_DATASET EXTRACT_.
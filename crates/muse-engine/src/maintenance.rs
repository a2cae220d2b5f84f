//! Maintenance entry points, invoked by an external scheduler; the engine
//! never self-schedules. All are read-mostly batch jobs that tolerate a
//! slightly stale snapshot.

use chrono::{DateTime, Duration, Utc};
use tracing::info;

use muse_calibration::{CalibrationEngine, CalibrationSample};
use muse_core::config::CorrelationConfig;
use muse_core::errors::MuseResult;
use muse_core::models::{CalibrationReport, PreferenceProfile};
use muse_core::traits::{PatternQuery, PatternStore, RetentionCriteria};
use muse_correlation::{AnalysisResult, CorrelationAnalyzer};
use muse_learning::learn_preferences;

use crate::engine::SuggestionEngine;

/// Outcome of one decay sweep.
#[derive(Debug, Clone, Copy)]
pub struct DecaySweepReport {
    pub examined: usize,
    /// Patterns whose confidence was actually lowered.
    pub decayed: usize,
}

impl<S: PatternStore> SuggestionEngine<S> {
    /// Apply idle decay to every pattern in the project. Patterns seen
    /// within the idle window are untouched.
    pub fn run_decay_sweep(&self, project_id: &str) -> MuseResult<DecaySweepReport> {
        let now = self.clock.now();
        let patterns = self.all_patterns(project_id)?;
        let examined = patterns.len();
        let mut decayed = 0;
        for mut pattern in patterns {
            let current = pattern.metadata.confidence;
            let swept = self
                .confidence
                .decay(current, pattern.metadata.last_seen, now);
            if swept.value() < current.value() {
                pattern.metadata.confidence = swept;
                self.store.update_pattern(project_id, &pattern)?;
                decayed += 1;
            }
        }
        info!(project_id, examined, decayed, "decay sweep complete");
        Ok(DecaySweepReport { examined, decayed })
    }

    /// Pairwise correlation analysis over a trailing feedback window.
    pub fn run_correlation_analysis(
        &self,
        project_id: &str,
        window_days: i64,
    ) -> MuseResult<AnalysisResult> {
        let now = self.clock.now();
        let config = CorrelationConfig {
            window_days,
            ..self.config.correlation.clone()
        };
        let patterns = self.all_patterns(project_id)?;
        let feedback = self
            .store
            .feedback_since(project_id, now - Duration::days(window_days))?;
        Ok(CorrelationAnalyzer::new(config).analyze(&patterns, &feedback, now))
    }

    /// Rebuild the preference profile from the project's feedback history,
    /// optionally scoped to one user (matched against the feedback context's
    /// `user` key).
    pub fn run_preference_learning(
        &self,
        project_id: &str,
        user_id: Option<&str>,
    ) -> MuseResult<PreferenceProfile> {
        let patterns = self.all_patterns(project_id)?;
        let mut feedback = self
            .store
            .feedback_since(project_id, DateTime::<Utc>::MIN_UTC)?;
        if let Some(user) = user_id {
            feedback.retain(|f| f.context.get("user").map(String::as_str) == Some(user));
        }
        Ok(learn_preferences(&feedback, &patterns))
    }

    /// Audit predicted confidence against observed acceptance over a
    /// trailing window.
    pub fn run_calibration(
        &self,
        project_id: &str,
        window_days: i64,
    ) -> MuseResult<CalibrationReport> {
        let now = self.clock.now();
        let feedback = self
            .store
            .feedback_since(project_id, now - Duration::days(window_days))?;

        let mut samples: Vec<CalibrationSample> = Vec::new();
        let mut grouped: std::collections::BTreeMap<&str, (usize, usize)> =
            std::collections::BTreeMap::new();
        for fb in &feedback {
            let slot = grouped.entry(fb.pattern_id.as_str()).or_default();
            slot.0 += 1;
            if fb.action.is_positive() {
                slot.1 += 1;
            }
        }
        for (pattern_id, (total, positive)) in grouped {
            let Some(pattern) = self.store.get_pattern(project_id, pattern_id)? else {
                continue;
            };
            samples.push(CalibrationSample {
                pattern_id: pattern_id.to_string(),
                predicted: pattern.metadata.confidence.value(),
                actual: positive as f64 / total as f64,
                events: total,
            });
        }

        Ok(CalibrationEngine::new(self.config.calibration.clone()).calibrate(&samples))
    }

    /// Remove patterns that are both far below useful confidence and long
    /// unseen. Returns the number of rows removed.
    pub fn run_retention_cleanup(&self, project_id: &str) -> MuseResult<usize> {
        let now = self.clock.now();
        let criteria = RetentionCriteria {
            max_confidence: self.config.retention.max_confidence,
            older_than: now - Duration::days(self.config.retention.max_idle_days),
        };
        let removed = self.store.delete_patterns(project_id, &criteria)?;
        if removed > 0 {
            info!(project_id, removed, "retention cleanup complete");
        }
        Ok(removed)
    }

    fn all_patterns(&self, project_id: &str) -> MuseResult<Vec<muse_core::models::Pattern>> {
        self.store.query_patterns(
            project_id,
            &PatternQuery {
                limit: Some(usize::MAX),
                ..Default::default()
            },
        )
    }
}
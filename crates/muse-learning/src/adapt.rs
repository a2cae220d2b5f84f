use tracing::debug;

use muse_core::models::{Confidence, PreferenceProfile, Suggestion};

/// Preference score above which a bucket is called out as a strength.
const STRONG: f64 = 0.7;
/// Preference score below which a bucket is called out as a caution.
const WEAK: f64 = 0.3;

/// Rescale suggestion confidence by historical preference.
///
/// Each dimension multiplies by `0.5 + score * 0.5`, and only when that
/// bucket has actually been observed; an absent bucket applies no
/// multiplier at all. Results are clamped back to the
/// engine's score range. Markedly strong or weak preferences append a note
/// to the suggestion's reasoning.
pub fn adapt_suggestions(suggestions: &mut [Suggestion], profile: &PreferenceProfile) {
    if profile.is_empty() {
        return;
    }
    for suggestion in suggestions.iter_mut() {
        let mut adapted = suggestion.confidence.value();
        let mut notes: Vec<String> = Vec::new();

        if let Some(score) = profile.component_score(&suggestion.component_type) {
            adapted *= 0.5 + score * 0.5;
            if score > STRONG {
                notes.push(format!(
                    "changes to {} components are usually accepted",
                    suggestion.component_type
                ));
            } else if score < WEAK {
                notes.push(format!(
                    "changes to {} components are often rejected",
                    suggestion.component_type
                ));
            }
        }
        if let Some(score) = profile.enhancement_score(&suggestion.enhancement.kind) {
            adapted *= 0.5 + score * 0.5;
            if score > STRONG {
                notes.push(format!(
                    "{} enhancements have a strong track record",
                    suggestion.enhancement.kind
                ));
            } else if score < WEAK {
                notes.push(format!(
                    "{} enhancements are usually turned down",
                    suggestion.enhancement.kind
                ));
            }
        }

        let before = suggestion.confidence.value();
        suggestion.confidence = Confidence::floored(adapted);
        if !notes.is_empty() {
            suggestion.reasoning = format!("{}; {}", suggestion.reasoning, notes.join("; "));
        }
        debug!(
            pattern_id = %suggestion.pattern_id,
            before,
            after = suggestion.confidence.value(),
            "suggestion adapted to preferences"
        );
    }
}
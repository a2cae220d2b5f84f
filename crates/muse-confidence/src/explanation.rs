//! Canned natural-language explanations for the top contributing factors.

use muse_core::config::FactorWeights;

use crate::formula::{ConfidenceBreakdown, Factor};

/// Factors scoring at or above this read as strengths.
const HIGH: f64 = 0.7;
/// Factors scoring at or above this read as neutral observations.
const MEDIUM: f64 = 0.4;

/// How many factors the explanation mentions.
const TOP_FACTORS: usize = 3;

/// Describe the top factors by weighted contribution, strongest first.
pub fn explain(breakdown: &ConfidenceBreakdown, weights: &FactorWeights) -> String {
    let mut ranked: Vec<(Factor, f64, f64)> = breakdown
        .factor_values()
        .iter()
        .map(|&(factor, score)| (factor, score, score * weight_of(factor, weights)))
        .collect();
    ranked.sort_by(|a, b| b.2.partial_cmp(&a.2).unwrap_or(std::cmp::Ordering::Equal));

    let phrases: Vec<&'static str> = ranked
        .iter()
        .take(TOP_FACTORS)
        .map(|&(factor, score, _)| phrase(factor, score))
        .collect();
    phrases.join("; ")
}

fn weight_of(factor: Factor, weights: &FactorWeights) -> f64 {
    match factor {
        Factor::Frequency => weights.frequency,
        Factor::Recency => weights.recency,
        Factor::Feedback => weights.feedback,
        Factor::Stability => weights.stability,
        Factor::Context => weights.context,
        Factor::Correlation => weights.correlation,
    }
}

fn phrase(factor: Factor, score: f64) -> &'static str {
    let level = if score >= HIGH {
        Level::High
    } else if score >= MEDIUM {
        Level::Medium
    } else {
        Level::Low
    };
    match (factor, level) {
        (Factor::Frequency, Level::High) => "applied many times across the project",
        (Factor::Frequency, Level::Medium) => "applied a handful of times",
        (Factor::Frequency, Level::Low) => "rarely observed so far",
        (Factor::Recency, Level::High) => "seen very recently",
        (Factor::Recency, Level::Medium) => "seen within recent weeks",
        (Factor::Recency, Level::Low) => "not seen for a long time",
        (Factor::Feedback, Level::High) => "feedback has been strongly positive",
        (Factor::Feedback, Level::Medium) => "feedback has been mixed",
        (Factor::Feedback, Level::Low) => "feedback has leaned negative",
        (Factor::Stability, Level::High) => "reactions are consistent",
        (Factor::Stability, Level::Medium) => "reactions vary somewhat",
        (Factor::Stability, Level::Low) => "reactions are volatile",
        (Factor::Context, Level::High) => "context closely matches the current target",
        (Factor::Context, Level::Medium) => "context partially matches the current target",
        (Factor::Context, Level::Low) => "little overlap with the current context",
        (Factor::Correlation, Level::High) => "strongly correlated with other accepted patterns",
        (Factor::Correlation, Level::Medium) => "some correlation with other patterns",
        (Factor::Correlation, Level::Low) => "no supporting correlation signal",
    }
}

#[derive(Clone, Copy)]
enum Level {
    High,
    Medium,
    Low,
}

#[cfg(test)]
mod tests {
    use super::*;

    fn breakdown(feedback: f64, context: f64) -> ConfidenceBreakdown {
        ConfidenceBreakdown {
            frequency: 0.3,
            recency: 1.0,
            feedback,
            stability: 0.5,
            context,
            correlation: 0.5,
            weighted_score: 0.5,
            adjustments: 0.0,
            final_score: 0.5,
        }
    }

    #[test]
    fn mentions_three_factors_strongest_first() {
        let text = explain(&breakdown(1.0, 0.5), &FactorWeights::default());
        let parts: Vec<&str> = text.split("; ").collect();
        assert_eq!(parts.len(), 3);
        // Feedback carries the largest weight and a perfect score.
        assert_eq!(parts[0], "feedback has been strongly positive");
    }

    #[test]
    fn level_wording_tracks_the_score() {
        let negative = explain(&breakdown(0.1, 0.5), &FactorWeights::default());
        assert!(negative.contains("seen very recently"));
        assert!(!negative.contains("strongly positive"));
    }
}
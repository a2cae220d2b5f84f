use chrono::{DateTime, Utc};

use muse_core::models::Confidence;

/// Idle decay: patterns unseen for more than the idle window lose
/// `rate^weeks` of their confidence, floored at the recovery floor.
///
/// Never increases a score: a pattern already below the floor (possible via
/// repeated incremental rejects) stays where it is.
pub fn apply(
    confidence: f64,
    last_seen: DateTime<Utc>,
    now: DateTime<Utc>,
    rate: f64,
    idle_days: i64,
) -> f64 {
    let idle = (now - last_seen).num_days();
    if idle <= idle_days {
        return confidence;
    }
    // Whole idle weeks; idle > idle_days guarantees at least one.
    let weeks = (idle / 7).max(1) as i32;
    let floor = confidence.min(Confidence::FLOOR);
    (confidence * rate.powi(weeks)).max(floor)
}
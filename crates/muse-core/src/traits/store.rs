use std::collections::BTreeMap;

use chrono::{DateTime, Utc};

use crate::errors::MuseResult;
use crate::models::{Feedback, Pattern};

/// Filters for a pattern query. Results are sorted by confidence descending,
/// then frequency descending, and truncated to `limit` (default 50).
#[derive(Debug, Clone, Default)]
pub struct PatternQuery {
    pub component_type: Option<String>,
    pub min_confidence: Option<f64>,
    /// Exact-match context key/value filters.
    pub context: BTreeMap<String, String>,
    pub limit: Option<usize>,
}

impl PatternQuery {
    pub fn for_component(component_type: impl Into<String>) -> Self {
        Self {
            component_type: Some(component_type.into()),
            ..Default::default()
        }
    }
}

/// Criteria for retention cleanup: rows matching BOTH conditions are removed.
#[derive(Debug, Clone, Copy)]
pub struct RetentionCriteria {
    /// Delete patterns strictly below this confidence.
    pub max_confidence: f64,
    /// Delete patterns last seen before this instant.
    pub older_than: DateTime<Utc>,
}

/// Persistence contract the engine reads and writes through.
///
/// The engine borrows the store, never owns its lifecycle, and requires:
/// upsert-by-id with atomic counters, filtered queries with sort and limit,
/// and bulk delete-by-criteria. Upserts for the same pattern id must be
/// serialized by the implementation (atomic increment-and-set) so concurrent
/// observations of one pattern never lose updates.
pub trait PatternStore: Send + Sync {
    /// Insert a new pattern, or fold a repeat observation into the existing
    /// row: frequency + 1, `last_seen` refreshed, confidence nudged by the
    /// implicit manual-apply delta. Returns the stored state.
    fn upsert_pattern(&self, project_id: &str, pattern: &Pattern) -> MuseResult<Pattern>;

    fn get_pattern(&self, project_id: &str, id: &str) -> MuseResult<Option<Pattern>>;

    /// Write back a pattern's metadata (confidence updates, decay sweeps).
    fn update_pattern(&self, project_id: &str, pattern: &Pattern) -> MuseResult<()>;

    fn query_patterns(&self, project_id: &str, query: &PatternQuery) -> MuseResult<Vec<Pattern>>;

    /// Bulk delete for retention cleanup. Returns the number of rows removed.
    fn delete_patterns(&self, project_id: &str, criteria: &RetentionCriteria)
        -> MuseResult<usize>;

    /// Append-only feedback log. Rows are immutable once written and are
    /// kept even when `pattern_id` matches nothing (audit trail).
    fn record_feedback(&self, project_id: &str, feedback: &Feedback) -> MuseResult<()>;

    fn feedback_for_pattern(
        &self,
        project_id: &str,
        pattern_id: &str,
    ) -> MuseResult<Vec<Feedback>>;

    /// All feedback in the project at or after `cutoff`, oldest first.
    fn feedback_since(
        &self,
        project_id: &str,
        cutoff: DateTime<Utc>,
    ) -> MuseResult<Vec<Feedback>>;
}
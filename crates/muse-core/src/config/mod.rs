//! Engine configuration. Explicit structs passed into constructors; the
//! engine has no module-level mutable state.

mod calibration_config;
mod confidence_config;
mod correlation_config;
pub mod defaults;
mod retention_config;

pub use calibration_config::CalibrationConfig;
pub use confidence_config::{ConfidenceConfig, FactorWeights};
pub use correlation_config::CorrelationConfig;
pub use retention_config::RetentionConfig;

use serde::{Deserialize, Serialize};

/// Top-level engine configuration with per-subsystem sections.
#[derive(Debug, Clone, Serialize, Deserialize)]
#[serde(default)]
pub struct EngineConfig {
    pub confidence: ConfidenceConfig,
    pub correlation: CorrelationConfig,
    pub calibration: CalibrationConfig,
    pub retention: RetentionConfig,
    /// Upper bound on suggestions returned per call.
    pub max_suggestions: usize,
    /// Correlated neighbors attached per suggestion.
    pub related_limit: usize,
}

impl Default for EngineConfig {
    fn default() -> Self {
        Self {
            confidence: ConfidenceConfig::default(),
            correlation: CorrelationConfig::default(),
            calibration: CalibrationConfig::default(),
            retention: RetentionConfig::default(),
            max_suggestions: defaults::DEFAULT_MAX_SUGGESTIONS,
            related_limit: defaults::DEFAULT_RELATED_LIMIT,
        }
    }
}

impl EngineConfig {
    /// Validate cross-field invariants that serde defaults cannot enforce.
    pub fn validate(&self) -> Result<(), String> {
        let c = &self.confidence;
        if c.suggest_threshold > c.auto_apply_threshold {
            return Err(format!(
                "suggest threshold {} above auto-apply threshold {}",
                c.suggest_threshold, c.auto_apply_threshold
            ));
        }
        let weight_sum = c.weights.sum();
        if (weight_sum - 1.0).abs() > 1e-6 {
            return Err(format!("factor weights sum to {weight_sum}, expected 1.0"));
        }
        Ok(())
    }
}
use serde::{Deserialize, Serialize};

use super::defaults;

/// Correlation analysis configuration.
#[derive(Debug, Clone, Serialize, Deserialize)]
#[serde(default)]
pub struct CorrelationConfig {
    /// Trailing window of feedback considered (days).
    pub window_days: i64,
    /// Feedback events a pattern needs inside the window to be analyzed.
    pub minimum_samples: usize,
    /// Pairs scoring below this are discarded.
    pub threshold: f64,
    /// Positive events within this many seconds co-occur.
    pub co_occurrence_window_secs: i64,
    /// A-then-B gap (seconds) that counts as a sequence.
    pub sequence_window_secs: i64,
    /// Pair-scan budget. The analyzer exits early with partial results
    /// rather than blocking on very large pattern sets.
    pub max_pairs: usize,
}

impl Default for CorrelationConfig {
    fn default() -> Self {
        Self {
            window_days: defaults::DEFAULT_CORRELATION_WINDOW_DAYS,
            minimum_samples: defaults::DEFAULT_MINIMUM_SAMPLES,
            threshold: defaults::DEFAULT_CORRELATION_THRESHOLD,
            co_occurrence_window_secs: defaults::DEFAULT_CO_OCCURRENCE_WINDOW_SECS,
            sequence_window_secs: defaults::DEFAULT_SEQUENCE_WINDOW_SECS,
            max_pairs: defaults::DEFAULT_MAX_PAIRS,
        }
    }
}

_DIRECTIONS_. From the line containing "unseen. Returns the number of rows removed." down to the line containing "if removed >" in the material above, reproduce every line exactly, including the two end lines.

_SOLUTION TO THIS PROBLEM_.
    /// unseen. Returns the number of rows removed.
    pub fn run_retention_cleanup(&self, project_id: &str) -> MuseResult<usize> {
        let now = self.clock.now();
        let criteria = RetentionCriteria {
            max_confidence: self.config.retention.max_confidence,
            older_than: now - Duration::days(self.config.retention.max_idle_days),
        };
        let removed = self.store.delete_patterns(project_id, &criteria)?;
        if removed > 0 {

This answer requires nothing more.